Sandy was laid to rest yesterday afternoon in a family plot in the Virginia
countryside, adjacent to the small church where she was baptized as a child.
Before the funeral, small white clouds decorated a light blue Virginia sky as
cars from New York, Pennsylvania, Maryland, Florida and beyond poured into the
old redbrick church's parking lot. Soon, the lot was full and church directors
were guiding cars behind the church, beside a playground or where ever there
was an empty patch of ground. Before long....there was no empty ground....only
a sea of people coming to say goodbye.
The service was brief...just a little over 30 minutes. During that time Sandy
was remembered as a lover of life and woman of tremendous energy. Guests filled
the church to capacity, overflow watched and listened to the service in several
adjacent rooms via closed circuit television.
Following the service, the family laid Sandy's beautiful yet simple wooden
coffin to rest in a private ceremony, while guests waited inside, remembering
Sandy with a display of photographs. The photo's ranged from her early
childhood, high school cheerleading and her wedding to Brad, up to recent
photos of her with her family and skydiving friends. The photos of Sandy's body
coming home from Chicago were also displayed...right next to a photo or her and
Hanna playing, and a small painting of Jesus.
Soon people began to trickle out of the church's front door. Most watched from
afar as little Hanna stood amid the sea of flowers adorning her mother's
gravesite....arranging them just so....picking out the pussy willows and giving
them to the other children to play with.
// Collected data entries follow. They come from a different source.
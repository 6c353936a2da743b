use chrono::format::{Item, StrftimeItems};
use chrono::{DateTime, Month, NaiveDate, NaiveDateTime};
use phf::phf_map;
use serde_with::DeserializeFromStr;
use std::str::FromStr;

use super::error::*;
use super::tz::Tz;

static PRESETS: phf::Map<&'static str, &'static str> = phf_map! {
    "iso" => "%Y-%m-%d",
    "korean" => "%Y년 %m월 %d일",
};

pub fn days_of_month(month: &Month, year: i32) -> Option<u32> {
    let first = NaiveDate::from_ymd_opt(year, month.number_from_month(), 1)?;
    if *month == Month::December {
        return Some(31);
    }
    let next = NaiveDate::from_ymd_opt(year, month.number_from_month() + 1, 1)?;

    Some(next.signed_duration_since(first).num_days() as u32)
}

/// How the `eventDate` string of a ticket is turned into a calendar day.
#[derive(Clone, Debug, PartialEq, Eq, DeserializeFromStr, derive_more::Display)]
pub enum DateFormat {
    #[display(fmt = "rfc3339")]
    Rfc3339,
    #[display(fmt = "{}", _0)]
    Pattern(String),
}

impl Default for DateFormat {
    fn default() -> Self {
        DateFormat::Pattern(PRESETS["iso"].to_owned())
    }
}

impl DateFormat {
    pub fn iso() -> Self {
        Self::default()
    }

    pub fn korean() -> Self {
        DateFormat::Pattern(PRESETS["korean"].to_owned())
    }

    /// Parses `value` and reduces it to a calendar day in `tz`.
    ///
    /// Patterns without a time zone are taken as already local to `tz`; the
    /// time of day, if any, is dropped.
    pub fn parse(&self, value: &str, tz: &Tz) -> Result<NaiveDate> {
        let value = value.trim();

        match self {
            DateFormat::Rfc3339 => Ok(tz.date_of(&DateTime::parse_from_rfc3339(value)?)),
            // Offset-carrying patterns first, chrono would otherwise accept them
            // as a plain date and skip the conversion to `tz`
            DateFormat::Pattern(pattern) => DateTime::parse_from_str(value, pattern)
                .map(|dt| tz.date_of(&dt))
                .or_else(|_| NaiveDate::parse_from_str(value, pattern))
                .or_else(|err| {
                    NaiveDateTime::parse_from_str(value, pattern)
                        .map(|dt| dt.date())
                        .map_err(|_| err)
                })
                .map_err(|err| {
                    Error::new(
                        ErrorKind::DateParse,
                        &format!("'{}' does not match '{}': {}", value, pattern, err),
                    )
                }),
        }
    }
}

impl FromStr for DateFormat {
    type Err = Error;

    fn from_str(s: &str) -> std::result::Result<Self, Self::Err> {
        let lowercase = s.to_lowercase();

        if lowercase == "rfc3339" {
            return Ok(DateFormat::Rfc3339);
        }

        if let Some(pattern) = PRESETS.get(lowercase.as_str()) {
            return Ok(DateFormat::Pattern((*pattern).to_owned()));
        }

        if s.is_empty() || StrftimeItems::new(s).any(|item| item == Item::Error) {
            return Err(Error::new(
                ErrorKind::ParseError,
                &format!("Date format '{}' not recognized", s),
            ));
        }

        Ok(DateFormat::Pattern(s.to_owned()))
    }
}
//! 検索結果の表示モデル
//!
//! Leptosコンポーネントと端末出力の両方がこのモデルを描画する。

use crate::error::Error;
use crate::types::{Match, Query};

pub const EMPTY_PLACEHOLDER: &str = "No data available.";
pub const NOT_AVAILABLE: &str = "N/A";

/// 1回の検索結果の表示内容
#[derive(Debug, Clone, PartialEq)]
pub struct SearchView {
    pub summary: String,
    pub body: ResultsBody,
}

impl SearchView {
    /// 取得失敗の表示ならそのメッセージ
    pub fn error_message(&self) -> Option<&str> {
        match &self.body {
            ResultsBody::Error { message } => Some(message),
            _ => None,
        }
    }
}

/// 結果エリアの中身
#[derive(Debug, Clone, PartialEq)]
pub enum ResultsBody {
    Empty { placeholder: String },
    Matches { heading: String, entries: Vec<MatchEntry> },
    Error { message: String },
}

/// マッチ1件分の表示
#[derive(Debug, Clone, PartialEq)]
pub struct MatchEntry {
    pub name: String,
    pub county: String,
    pub rating: String,
    pub availability: &'static str,
    pub match_score: String,
    pub profession: Option<String>,
    pub job_type: String,
}

/// マッチ候補に対する操作（現状は確認メッセージのみ）
#[derive(Debug, Clone, Copy, PartialEq, Eq)]
pub enum MatchAction {
    ManualMatch,
    FlagForReview,
}

impl MatchAction {
    pub const ALL: [MatchAction; 2] = [MatchAction::ManualMatch, MatchAction::FlagForReview];

    pub fn label(self) -> &'static str {
        match self {
            MatchAction::ManualMatch => "Manual Match",
            MatchAction::FlagForReview => "Flag for Review",
        }
    }

    /// ボタンのCSSクラス
    pub fn class(self) -> &'static str {
        match self {
            MatchAction::ManualMatch => "",
            MatchAction::FlagForReview => "flag",
        }
    }
}

impl MatchEntry {
    pub fn from_match(m: &Match, job_type: &str) -> Self {
        Self {
            name: m.name.clone(),
            county: if m.county.is_empty() {
                NOT_AVAILABLE.to_string()
            } else {
                m.county.clone()
            },
            rating: rating_label(m.rating),
            availability: if m.available { "Yes" } else { "No" },
            match_score: m
                .match_score
                .map(format_number)
                .unwrap_or_else(|| NOT_AVAILABLE.to_string()),
            profession: m.profession.clone(),
            job_type: job_type.to_string(),
        }
    }

    /// 詳細行 `Rating: 4.5 | Availability: Yes | Match Score: 0.92`
    pub fn detail_line(&self) -> String {
        format!(
            "Rating: {} | Availability: {} | Match Score: {}",
            self.rating, self.availability, self.match_score
        )
    }

    pub fn title(&self, action: MatchAction) -> String {
        match action {
            MatchAction::ManualMatch => format!("Manually assign {} to this search", self.name),
            MatchAction::FlagForReview => "Flag this match for review".to_string(),
        }
    }

    pub fn acknowledgment(&self, action: MatchAction) -> String {
        match action {
            MatchAction::ManualMatch => {
                format!("Manual match triggered for {} on \"{}\"", self.name, self.job_type)
            }
            MatchAction::FlagForReview => {
                format!("Flagged match of {} on \"{}\" for review", self.name, self.job_type)
            }
        }
    }
}

/// 受信したマッチを表示モデルに変換（順序は受信順のまま）
pub fn render_matches(matches: &[Match], query: &Query) -> SearchView {
    let Query { job_type, location } = query;

    if matches.is_empty() {
        return SearchView {
            summary: format!("No professionals found for \"{}\" in \"{}\".", job_type, location),
            body: ResultsBody::Empty {
                placeholder: EMPTY_PLACEHOLDER.to_string(),
            },
        };
    }

    SearchView {
        summary: format!(
            "Showing {} professionals for \"{}\" in \"{}\".",
            matches.len(),
            job_type,
            location
        ),
        body: ResultsBody::Matches {
            heading: format!("Search: \"{}\" in \"{}\"", job_type, location),
            entries: matches
                .iter()
                .map(|m| MatchEntry::from_match(m, job_type))
                .collect(),
        },
    }
}

/// 取得失敗時の表示
pub fn render_error(error: &Error, query: &Query) -> SearchView {
    SearchView {
        summary: format!(
            "Failed to fetch matches for \"{}\" in \"{}\".",
            query.job_type, query.location
        ),
        body: ResultsBody::Error {
            message: format!("Error: {}", error),
        },
    }
}

/// 評価の表示。null・0・NaN は N/A
pub fn rating_label(rating: Option<f64>) -> String {
    match rating {
        Some(r) if r != 0.0 && !r.is_nan() => format_number(r),
        _ => NOT_AVAILABLE.to_string(),
    }
}

/// ブラウザと同じ見た目で数値を文字列化する（4.0 → "4", 1e21 → "1e+21"）
pub fn format_number(value: f64) -> String {
    if value.is_nan() {
        return "NaN".to_string();
    }
    if value.is_infinite() {
        return if value > 0.0 { "Infinity" } else { "-Infinity" }.to_string();
    }
    if value == 0.0 {
        return "0".to_string();
    }
    if value.abs() >= 1e21 || value.abs() < 1e-6 {
        let exp = format!("{:e}", value);
        return match exp.split_once('e') {
            Some((mantissa, power)) if !power.starts_with('-') => {
                format!("{}e+{}", mantissa, power)
            }
            _ => exp,
        };
    }
    if value.fract() == 0.0 {
        return format!("{:.0}", value);
    }
    format!("{}", value)
}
I listened to her try to explain to a
younger child that, "My mom was killed and now she's buried under all these
flowers." She said it so matter-of-factly that I'm not sure if it has sunk in
yet. I asked Hanna if she would pick out a one of her mother's flowers to send
back to Chicago for the people who couldn't come....by the time you read this,
the pink and white carnation should be there.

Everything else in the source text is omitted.